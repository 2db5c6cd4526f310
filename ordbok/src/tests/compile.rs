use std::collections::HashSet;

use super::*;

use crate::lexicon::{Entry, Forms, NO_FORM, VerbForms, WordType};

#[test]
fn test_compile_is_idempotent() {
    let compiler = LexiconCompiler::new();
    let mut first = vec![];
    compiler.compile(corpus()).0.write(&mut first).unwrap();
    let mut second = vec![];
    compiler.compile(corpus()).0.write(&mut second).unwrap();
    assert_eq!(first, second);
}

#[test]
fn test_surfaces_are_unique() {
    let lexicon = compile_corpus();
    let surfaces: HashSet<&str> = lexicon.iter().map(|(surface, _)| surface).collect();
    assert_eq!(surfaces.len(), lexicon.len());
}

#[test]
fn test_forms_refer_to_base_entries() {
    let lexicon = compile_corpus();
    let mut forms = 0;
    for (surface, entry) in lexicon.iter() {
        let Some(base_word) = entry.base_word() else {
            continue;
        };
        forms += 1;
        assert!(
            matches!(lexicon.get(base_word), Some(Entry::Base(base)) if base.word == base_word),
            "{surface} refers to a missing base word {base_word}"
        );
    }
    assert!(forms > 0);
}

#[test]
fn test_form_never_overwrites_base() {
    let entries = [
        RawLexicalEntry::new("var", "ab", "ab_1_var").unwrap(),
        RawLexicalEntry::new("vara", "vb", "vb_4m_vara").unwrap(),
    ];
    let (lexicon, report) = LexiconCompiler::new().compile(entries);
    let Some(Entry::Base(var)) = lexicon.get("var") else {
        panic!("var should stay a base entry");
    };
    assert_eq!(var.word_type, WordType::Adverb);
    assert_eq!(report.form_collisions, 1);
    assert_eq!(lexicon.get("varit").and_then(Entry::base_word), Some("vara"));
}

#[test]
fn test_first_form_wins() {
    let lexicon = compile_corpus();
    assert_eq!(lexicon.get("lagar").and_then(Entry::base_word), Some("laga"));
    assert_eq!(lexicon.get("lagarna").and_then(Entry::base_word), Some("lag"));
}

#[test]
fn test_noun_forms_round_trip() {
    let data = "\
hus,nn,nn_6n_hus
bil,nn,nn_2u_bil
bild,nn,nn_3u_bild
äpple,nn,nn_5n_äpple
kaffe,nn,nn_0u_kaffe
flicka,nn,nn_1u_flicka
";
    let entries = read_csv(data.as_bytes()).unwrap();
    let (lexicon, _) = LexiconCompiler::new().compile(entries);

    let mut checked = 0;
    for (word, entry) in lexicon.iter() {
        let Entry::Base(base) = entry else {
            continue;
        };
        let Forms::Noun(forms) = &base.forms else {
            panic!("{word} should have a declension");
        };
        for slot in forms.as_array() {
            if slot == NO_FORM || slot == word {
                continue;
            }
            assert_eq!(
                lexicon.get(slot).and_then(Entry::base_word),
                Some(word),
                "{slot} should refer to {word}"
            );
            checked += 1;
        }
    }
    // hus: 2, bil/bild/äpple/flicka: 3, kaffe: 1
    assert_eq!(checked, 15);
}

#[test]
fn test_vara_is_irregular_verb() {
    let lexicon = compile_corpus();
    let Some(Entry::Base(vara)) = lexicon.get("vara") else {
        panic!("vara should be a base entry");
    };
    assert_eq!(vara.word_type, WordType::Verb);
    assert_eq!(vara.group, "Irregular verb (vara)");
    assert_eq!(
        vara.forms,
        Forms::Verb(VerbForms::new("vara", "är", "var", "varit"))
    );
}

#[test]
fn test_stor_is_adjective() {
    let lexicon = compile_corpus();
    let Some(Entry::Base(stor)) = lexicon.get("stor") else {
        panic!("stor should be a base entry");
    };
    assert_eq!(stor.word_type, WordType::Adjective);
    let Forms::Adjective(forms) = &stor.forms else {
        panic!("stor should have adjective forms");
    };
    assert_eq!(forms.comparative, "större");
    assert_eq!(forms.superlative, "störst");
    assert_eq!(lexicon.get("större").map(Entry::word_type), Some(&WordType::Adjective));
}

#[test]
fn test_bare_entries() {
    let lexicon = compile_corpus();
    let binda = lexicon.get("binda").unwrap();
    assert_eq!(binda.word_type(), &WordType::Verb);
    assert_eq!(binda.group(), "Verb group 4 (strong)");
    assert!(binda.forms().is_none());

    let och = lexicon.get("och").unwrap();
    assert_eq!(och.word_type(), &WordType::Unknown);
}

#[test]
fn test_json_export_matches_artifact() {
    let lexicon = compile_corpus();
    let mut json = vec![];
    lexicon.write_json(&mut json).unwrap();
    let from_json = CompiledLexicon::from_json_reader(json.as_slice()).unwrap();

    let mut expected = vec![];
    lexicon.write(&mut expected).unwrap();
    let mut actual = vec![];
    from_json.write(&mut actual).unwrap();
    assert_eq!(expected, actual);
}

◆ Your assignment
In the listing above, which lines include the string "else"? Return every one of them.

◆ Result of this exercise
        let Some(base_word) = entry.base_word() else {
    let Some(Entry::Base(var)) = lexicon.get("var") else {
        let Entry::Base(base) = entry else {
        let Forms::Noun(forms) = &base.forms else {
    let Some(Entry::Base(vara)) = lexicon.get("vara") else {
    let Some(Entry::Base(stor)) = lexicon.get("stor") else {
    let Forms::Adjective(forms) = &stor.forms else {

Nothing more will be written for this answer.